Software Needs An Independent Auditor

Alternative title: Why Greptile Doesn’t Generate Code

Remembering Enron (1985-2001)

I am Daksh - a co-founder of Greptile, the AI code reviewer that catches bugs in pull requests for thousands of software teams.

The month I was born, October 2001, was also the month Enron collapsed. For those unfamiliar, Enron was an energy company founded in 1985. It was one of the most valuable companies in the US public markets at the turn of the century. In 2001, it was discovered that under investor pressure to perform following the inflated expectations of the dot-com bubble, Enron had been hiding billions in debt in off-balance sheet entities.

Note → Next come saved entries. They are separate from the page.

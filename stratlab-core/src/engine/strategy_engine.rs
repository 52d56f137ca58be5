//! Lifecycle driver shared by every strategy variant.
//!
//! Per bar, in order:
//! 1. Pending action outstanding → skip the bar entirely.
//! 2. Open → count the bar (`bars_held`).
//! 3. Open → maintain (trailing stop), then risk overlays in priority order,
//!    then the rule-based exit. The first that fires emits `close`.
//! 4. Flat → entry check; a `buy` opens at the bar's close.
//! 5. An emitted action arms the pending-order guard.
//!
//! Evaluation runs on a copy of the position. A failure inside a bar is
//! logged and the bar degrades to hold with that copy discarded.

use tracing::{debug, info, warn};

use crate::components::indicator::Indicator;
use crate::domain::{ActionRequest, Decision, PositionState};
use crate::strategy::config::{ConfigError, StrategyConfig};
use crate::strategy::overlay::first_triggered;
use crate::strategy::{build_rules, BarContext, EvalError, StrategyKind, StrategyRules};

use super::guard::{GuardError, PendingAction, PendingOrderGuard, Settlement};

/// One strategy instance bound to one symbol.
#[derive(Debug)]
pub struct StrategyEngine {
    symbol: String,
    config: StrategyConfig,
    rules: Box<dyn StrategyRules>,
    position: PositionState,
    guard: PendingOrderGuard,
    failed_bars: usize,
    skipped_bars: usize,
}

impl StrategyEngine {
    pub fn new(symbol: impl Into<String>, config: StrategyConfig) -> Result<Self, ConfigError> {
        config.validate()?;
        let rules = build_rules(&config.rules)?;
        Ok(Self {
            symbol: symbol.into(),
            config,
            rules,
            position: PositionState::flat(),
            guard: PendingOrderGuard::new(),
            failed_bars: 0,
            skipped_bars: 0,
        })
    }

    pub fn name(&self) -> &str {
        &self.config.name
    }

    pub fn kind(&self) -> StrategyKind {
        self.rules.kind()
    }

    pub fn symbol(&self) -> &str {
        &self.symbol
    }

    pub fn config(&self) -> &StrategyConfig {
        &self.config
    }

    pub fn position(&self) -> &PositionState {
        &self.position
    }

    pub fn is_pending(&self) -> bool {
        self.guard.is_pending()
    }

    pub fn pending(&self) -> Option<&ActionRequest> {
        self.guard.pending()
    }

    /// Bars whose evaluation failed and degraded to hold.
    pub fn failed_bars(&self) -> usize {
        self.failed_bars
    }

    /// Bars skipped because an action was still pending.
    pub fn skipped_bars(&self) -> usize {
        self.skipped_bars
    }

    pub fn required_indicators(&self) -> Vec<Box<dyn Indicator>> {
        self.rules.required_indicators()
    }

    /// Evaluate one bar.
    pub fn step(&mut self, ctx: &BarContext<'_>) -> Decision {
        if let Some(pending) = self.guard.pending() {
            debug!(
                strategy = %self.config.name,
                bar = ctx.index(),
                pending_bar = pending.bar_index,
                "action pending, bar skipped"
            );
            self.skipped_bars += 1;
            return Decision::hold();
        }

        if self.position.is_open() {
            if let Err(err) = self.position.tick() {
                warn!(strategy = %self.config.name, bar = ctx.index(), error = %err, "tick failed");
            }
        }

        let mut working = self.position;
        let pending = match self.evaluate(ctx, &mut working) {
            Ok(pending) => pending,
            Err(err) => {
                self.failed_bars += 1;
                warn!(
                    strategy = %self.config.name,
                    bar = ctx.index(),
                    error = %err,
                    "bar evaluation failed, holding"
                );
                return Decision::hold();
            }
        };

        let Some(pending) = pending else {
            self.position = working;
            return Decision::hold();
        };

        let request = pending.request.clone();
        if let Err(err) = self.guard.arm(pending) {
            self.failed_bars += 1;
            warn!(strategy = %self.config.name, bar = ctx.index(), error = %err, "guard refused action");
            return Decision::hold();
        }
        self.position = working;

        if self.config.log_actions {
            info!(
                strategy = %self.config.name,
                symbol = %request.symbol,
                date = %request.date,
                action = %request.action,
                price = request.reference_price,
                reason = %request.reason,
                "action emitted"
            );
        }
        Decision::emit(request)
    }

    /// Settlement reported by the action sink. A rejected action restores the
    /// position as it was just before the action applied.
    pub fn settle(&mut self, settlement: Settlement) -> Result<ActionRequest, GuardError> {
        let PendingAction { request, snapshot } = self.guard.release()?;
        match settlement {
            Settlement::Filled => {
                debug!(strategy = %self.config.name, bar = request.bar_index, "action filled");
            }
            Settlement::Rejected => {
                self.position = snapshot;
                warn!(
                    strategy = %self.config.name,
                    bar = request.bar_index,
                    action = %request.action,
                    "action rejected, position restored"
                );
            }
        }
        Ok(request)
    }

    fn evaluate(
        &self,
        ctx: &BarContext<'_>,
        position: &mut PositionState,
    ) -> Result<Option<PendingAction>, EvalError> {
        let bar = ctx.bar()?;

        if position.is_open() {
            self.rules.maintain(ctx, position)?;
            let reason = match first_triggered(self.rules.risk_overlays(), bar.close, position) {
                Some(overlay) => Some(overlay.reason()),
                None => self.rules.exit(ctx, position)?,
            };
            let Some(reason) = reason else {
                return Ok(None);
            };
            let snapshot = *position;
            position.close()?;
            let request =
                ActionRequest::close(ctx.index(), bar.date, &self.symbol, bar.close, reason);
            return Ok(Some(PendingAction { request, snapshot }));
        }

        let Some(reason) = self.rules.entry(ctx)? else {
            return Ok(None);
        };
        let snapshot = *position;
        position.open(bar.close)?;
        self.rules.on_open(ctx, position)?;
        let request = ActionRequest::buy(ctx.index(), bar.date, &self.symbol, bar.close, reason);
        Ok(Some(PendingAction { request, snapshot }))
    }
}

Arthur Andersen - one of the “Big Five” auditing firms - had audited and approved their books, and had neglected to surface Enron’s accounting fraud.

The most interesting part of this story for me was that AA was more than just Enron’s auditor. They were doing a number of other consulting jobs across the company. In fact, over half of the $50M that Enron was paying them every year was for these consulting jobs, not auditing. This is important and will come up later.

In the following months, three more high-profile scandals were uncovered - Global Crossing, Tyco, and Worldcom collectively lost investors billions of dollars, all engaged in some manner of financial and accounting fraud.

As a result, in the summer of 2002, Congress passed the Sarbanes-Oxley Act (SOX), broadly enforcing the independence of financial auditors from the companies they were auditing. The Act has 11 titles, with Title II being the most interesting.

Title II enforces two things:

Audits must be performed by external firms, not internal finance/audit teams.
A company’s audit firm must solely be an auditor for the company. It cannot provide any other services to the company.

The second point there is even more interesting when you consider that not only did Arthur Andersen fail to flag Enron’s accounting fraud, evidence suggested that their consultants had advised Enron’s creation of these debt carrying entities as part of the consulting half of their business.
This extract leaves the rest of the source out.